Required action: Search the entries for the word "compared" and report each line that has it.

Dataset excerpts:
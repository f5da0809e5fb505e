//! HTTP server layer for Pixel Gateway.
//!
//! # Architecture
//!
//! ```text
//! ┌─────────────────────────────────────────────────────────────────┐
//! │                         HTTP Layer                              │
//! │            POST /auth          POST /generate_image             │
//! │                                                                 │
//! │  ┌─────────────┐  ┌─────────────┐  ┌─────────────────────────┐  │
//! │  │  handlers   │  │    auth     │  │        routes           │  │
//! │  │ (requests)  │  │  (API key)  │  │  (router config)        │  │
//! │  └─────────────┘  └─────────────┘  └─────────────────────────┘  │
//! └─────────────────────────────────────────────────────────────────┘
//! ```

pub mod auth;
pub mod handlers;
pub mod routes;

pub use auth::{auth_middleware, ApiKey};
pub use handlers::{
    auth_handler, generate_image_handler, health_handler, AppState, AuthResponse, ErrorResponse,
    GenerateImageRequest, HealthResponse,
};
pub use routes::{create_router, RouterConfig};
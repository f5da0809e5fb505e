use thiserror::Error;

/// Errors produced when redeeming a signature against the registry
#[derive(Debug, Clone, PartialEq, Eq, Error)]
pub enum SignatureError {
    /// Token is unknown (never issued, already swept, or evicted on expiry)
    #[error("Invalid signature")]
    InvalidSignature,

    /// Token was known but its time-to-live has elapsed
    #[error("Signature expired")]
    SignatureExpired {
        /// When the signature expired (epoch milliseconds)
        expired_at: u64,
        /// Time of the failed redemption (epoch milliseconds)
        current_time: u64,
    },
}

/// Errors that can occur while rendering or storing a generated image
#[derive(Debug, Error)]
pub enum ImageError {
    /// Filesystem error while writing or removing an image
    #[error("I/O error: {0}")]
    Io(#[from] std::io::Error),

    /// Renderer failed to encode the image bytes
    #[error("Encode error: {message}")]
    Encode { message: String },
}

/// Errors surfaced at the HTTP boundary.
///
/// Every variant is recovered into a status code and a JSON error body; none
/// of them terminate the process.
#[derive(Debug, Error)]
pub enum ApiError {
    /// Missing or unknown API key
    #[error("Unauthorized: Invalid API key")]
    Unauthorized,

    /// Signature absent from the request or unknown to the registry
    #[error("Invalid signature")]
    InvalidSignature,

    /// Signature known but stale (evicted on detection)
    #[error("Signature expired")]
    SignatureExpired,

    /// Generation request without a prompt
    #[error("Prompt is required")]
    MissingPrompt,

    /// Request body is present but not a JSON object
    #[error("Malformed JSON body")]
    MalformedBody,

    /// The generated image could not be written
    #[error("Failed to store image")]
    StorageFailure(#[source] ImageError),
}

impl From<SignatureError> for ApiError {
    fn from(err: SignatureError) -> Self {
        match err {
            SignatureError::InvalidSignature => ApiError::InvalidSignature,
            SignatureError::SignatureExpired { .. } => ApiError::SignatureExpired,
        }
    }
}

impl From<ImageError> for ApiError {
    fn from(err: ImageError) -> Self {
        ApiError::StorageFailure(err)
    }
}
//! Authentication integration tests.
//!
//! Tests verify:
//! - Unknown or missing API keys are rejected on both protected endpoints
//! - The valid key yields well-formed signatures
//! - Signatures are reusable within their TTL
//! - Expired signatures are rejected once, then reported as invalid
//! - Fields of the wrong JSON type do not change the check order

use axum::body::Body;
use axum::http::{header, Request, StatusCode};

use super::test_utils::{
    assert_error, body_json, is_valid_signature, TestApp, START_MILLIS, TEST_API_KEY,
};

// =============================================================================
// API Keys
// =============================================================================

#[tokio::test]
async fn test_auth_without_key_rejected() {
    let app = TestApp::new();
    let response = app.post_auth(None).await;
    assert_error(
        response,
        StatusCode::UNAUTHORIZED,
        "Unauthorized: Invalid API key",
    )
    .await;
}

#[tokio::test]
async fn test_auth_with_unknown_keys_rejected() {
    let app = TestApp::new();
    let upper = TEST_API_KEY.to_uppercase();
    for key in ["", "nope", "test-api-key", upper.as_str()] {
        let response = app.post_auth(Some(key)).await;
        assert_eq!(response.status(), StatusCode::UNAUTHORIZED, "key {:?}", key);
    }
    assert!(app.registry.is_empty().await);
}

#[tokio::test]
async fn test_generate_without_key_rejected() {
    let app = TestApp::new();
    let signature = app.issue_signature().await;
    let body = serde_json::json!({ "signature": signature, "prompt": "a cat" });

    let response = app.post_generate(Some("wrong"), body.to_string()).await;
    assert_error(
        response,
        StatusCode::UNAUTHORIZED,
        "Unauthorized: Invalid API key",
    )
    .await;
}

// =============================================================================
// Issuance
// =============================================================================

#[tokio::test]
async fn test_valid_key_issues_signature() {
    let app = TestApp::new();

    for _ in 0..20 {
        let response = app.post_auth(Some(TEST_API_KEY)).await;
        assert_eq!(response.status(), StatusCode::OK);

        let json = body_json(response).await;
        let signature = json["signature"].as_str().unwrap();
        assert!(is_valid_signature(signature), "bad signature {}", signature);
    }

    assert_eq!(app.registry.len().await, 20);
}

#[tokio::test]
async fn test_issued_signature_expires_after_ten_seconds() {
    let app = TestApp::new();
    let signature = app.issue_signature().await;

    let record = app.registry.get(&signature).await.unwrap();
    assert_eq!(record.created_at, START_MILLIS);
    assert_eq!(record.expires_at, START_MILLIS + 10_000);
}

// =============================================================================
// Redemption
// =============================================================================

#[tokio::test]
async fn test_signature_reusable_within_ttl() {
    let app = TestApp::new();
    let signature = app.issue_signature().await;

    let first = app.generate(&signature, "a cat").await;
    assert_eq!(first.status(), StatusCode::OK);

    app.clock.advance(5_000);
    let second = app.generate(&signature, "a dog").await;
    assert_eq!(second.status(), StatusCode::OK);

    assert!(app.registry.get(&signature).await.is_some());
}

#[tokio::test]
async fn test_signature_accepted_at_exact_expiry() {
    let app = TestApp::new();
    let signature = app.issue_signature().await;

    app.clock.advance(10_000);
    let response = app.generate(&signature, "edge").await;
    assert_eq!(response.status(), StatusCode::OK);
}

#[tokio::test]
async fn test_expired_signature_rejected_then_invalid() {
    let app = TestApp::new();
    let signature = app.issue_signature().await;

    app.clock.advance(11_000);
    let response = app.generate(&signature, "a red fox").await;
    assert_error(response, StatusCode::UNAUTHORIZED, "Signature expired").await;

    // Evicted on detection
    assert!(app.registry.get(&signature).await.is_none());

    let response = app.generate(&signature, "a red fox").await;
    assert_error(response, StatusCode::UNAUTHORIZED, "Invalid signature").await;
}

#[tokio::test]
async fn test_unknown_signature_rejected() {
    let app = TestApp::new();
    let response = app.generate(&"A".repeat(79), "a cat").await;
    assert_error(response, StatusCode::UNAUTHORIZED, "Invalid signature").await;
}

#[tokio::test]
async fn test_missing_signature_rejected() {
    let app = TestApp::new();

    let body = serde_json::json!({ "prompt": "a cat" });
    let response = app.post_generate(Some(TEST_API_KEY), body.to_string()).await;
    assert_error(response, StatusCode::UNAUTHORIZED, "Invalid signature").await;

    let body = serde_json::json!({ "signature": "", "prompt": "a cat" });
    let response = app.post_generate(Some(TEST_API_KEY), body.to_string()).await;
    assert_error(response, StatusCode::UNAUTHORIZED, "Invalid signature").await;

    let response = app.post_generate(Some(TEST_API_KEY), "").await;
    assert_error(response, StatusCode::UNAUTHORIZED, "Invalid signature").await;
}

#[tokio::test]
async fn test_signature_checked_before_prompt() {
    let app = TestApp::new();
    let signature = app.issue_signature().await;
    app.clock.advance(20_000);

    // Expired signature wins over the missing prompt
    let body = serde_json::json!({ "signature": signature });
    let response = app.post_generate(Some(TEST_API_KEY), body.to_string()).await;
    assert_error(response, StatusCode::UNAUTHORIZED, "Signature expired").await;
}

#[tokio::test]
async fn test_expired_signature_with_non_string_prompt() {
    let app = TestApp::new();
    let signature = app.issue_signature().await;
    app.clock.advance(11_000);

    let body = serde_json::json!({ "signature": signature, "prompt": 42 });
    let response = app.post_generate(Some(TEST_API_KEY), body.to_string()).await;
    assert_error(response, StatusCode::UNAUTHORIZED, "Signature expired").await;
    assert!(app.registry.get(&signature).await.is_none());
}

#[tokio::test]
async fn test_non_string_fields() {
    let app = TestApp::new();

    let body = serde_json::json!({ "signature": 12345, "prompt": "a cat" });
    let response = app.post_generate(Some(TEST_API_KEY), body.to_string()).await;
    assert_error(response, StatusCode::UNAUTHORIZED, "Invalid signature").await;

    // A live signature with a non-string prompt is a missing prompt
    let signature = app.issue_signature().await;
    let body = serde_json::json!({ "signature": signature, "prompt": ["a", "cat"] });
    let response = app.post_generate(Some(TEST_API_KEY), body.to_string()).await;
    assert_error(response, StatusCode::BAD_REQUEST, "Prompt is required").await;
}

#[tokio::test]
async fn test_body_without_json_content_type_ignored() {
    let app = TestApp::new();
    let signature = app.issue_signature().await;
    let body = serde_json::json!({ "signature": signature, "prompt": "a cat" });

    let request = Request::builder()
        .method("POST")
        .uri("/generate_image")
        .header(header::AUTHORIZATION, TEST_API_KEY)
        .header(header::CONTENT_TYPE, "text/plain")
        .body(Body::from(body.to_string()))
        .unwrap();
    let response = app.send(request).await;
    assert_error(response, StatusCode::UNAUTHORIZED, "Invalid signature").await;

    // Garbage is not parsed either
    let request = Request::builder()
        .method("POST")
        .uri("/generate_image")
        .header(header::AUTHORIZATION, TEST_API_KEY)
        .body(Body::from("{broken"))
        .unwrap();
    let response = app.send(request).await;
    assert_error(response, StatusCode::UNAUTHORIZED, "Invalid signature").await;
}
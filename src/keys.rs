//! API key store.
//!
//! The set of accepted credentials is fixed when the server starts. Keys never
//! expire and are compared by exact string match.

use std::collections::HashSet;

use rand::RngCore;
use subtle::ConstantTimeEq;

/// Development key accepted when no key is configured.
pub const DEFAULT_API_KEY: &str = "c0957e34a11786192e8819a7d4faef725c3a0becf05716823b30e37111196e92ba1953a695dddd761cce8abbffefce40da8059d06aa651a02f9cc3322a7d1e0b";

/// Length in bytes of a generated filler key (128 hex characters).
const FILLER_KEY_BYTES: usize = 64;

/// Immutable set of accepted API keys.
#[derive(Debug, Clone)]
pub struct KeyStore {
    keys: HashSet<String>,
}

impl KeyStore {
    /// Create a store from an explicit set of keys.
    pub fn new<I, K>(keys: I) -> Self
    where
        I: IntoIterator<Item = K>,
        K: Into<String>,
    {
        Self {
            keys: keys.into_iter().map(Into::into).collect(),
        }
    }

    /// Add `count` random hex keys to the store.
    ///
    /// Filler keys are never disclosed, so nobody can authenticate with them.
    pub fn with_filler_keys(mut self, count: usize) -> Self {
        let mut rng = rand::thread_rng();
        for _ in 0..count {
            let mut bytes = [0u8; FILLER_KEY_BYTES];
            rng.fill_bytes(&mut bytes);
            self.keys.insert(hex::encode(bytes));
        }
        self
    }

    /// Whether `credential` is one of the accepted keys.
    ///
    /// Each candidate is compared in constant time.
    pub fn is_valid(&self, credential: &str) -> bool {
        let presented = credential.as_bytes();
        self.keys
            .iter()
            .fold(false, |found, key| found | bool::from(key.as_bytes().ct_eq(presented)))
    }

    /// Number of accepted keys.
    pub fn len(&self) -> usize {
        self.keys.len()
    }

    /// Whether the store accepts no keys at all.
    pub fn is_empty(&self) -> bool {
        self.keys.is_empty()
    }
}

Exercise answer:
//! expire and are compared by exact string match.
    /// Each candidate is compared in constant time.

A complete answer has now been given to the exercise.